Nothing but the lines from the one that contains "the export document" through the end of the listing should appear, set down exactly.
==============================
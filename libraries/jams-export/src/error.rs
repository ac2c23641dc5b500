/// Export-specific errors
use thiserror::Error;

/// Result type alias using `ExportError`
pub type Result<T> = std::result::Result<T, ExportError>;

/// Export error types
#[derive(Error, Debug)]
pub enum ExportError {
    /// Another export is still pending; operations are attempt-once and
    /// not queued
    #[error("An export is already in progress")]
    Busy,

    /// Serialization error building the export document
    #[error("Serialization error: {0}")]
    Serialization(String),

    /// I/O error writing the export file
    #[error(transparent)]
    Io(#[from] std::io::Error),
}

impl From<ExportError> for jams_core::JamsError {
    fn from(err: ExportError) -> Self {
        match err {
            ExportError::Io(e) => jams_core::JamsError::Io(e),
            other => jams_core::JamsError::export(other.to_string()),
        }
    }
}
==============================
RESPONSE AREA:
    /// Serialization error building the export document
    #[error("Serialization error: {0}")]
    Serialization(String),

    /// I/O error writing the export file
    #[error(transparent)]
    Io(#[from] std::io::Error),
}

impl From<ExportError> for jams_core::JamsError {
    fn from(err: ExportError) -> Self {
        match err {
            ExportError::Io(e) => jams_core::JamsError::Io(e),
            other => jams_core::JamsError::export(other.to_string()),
        }
    }
}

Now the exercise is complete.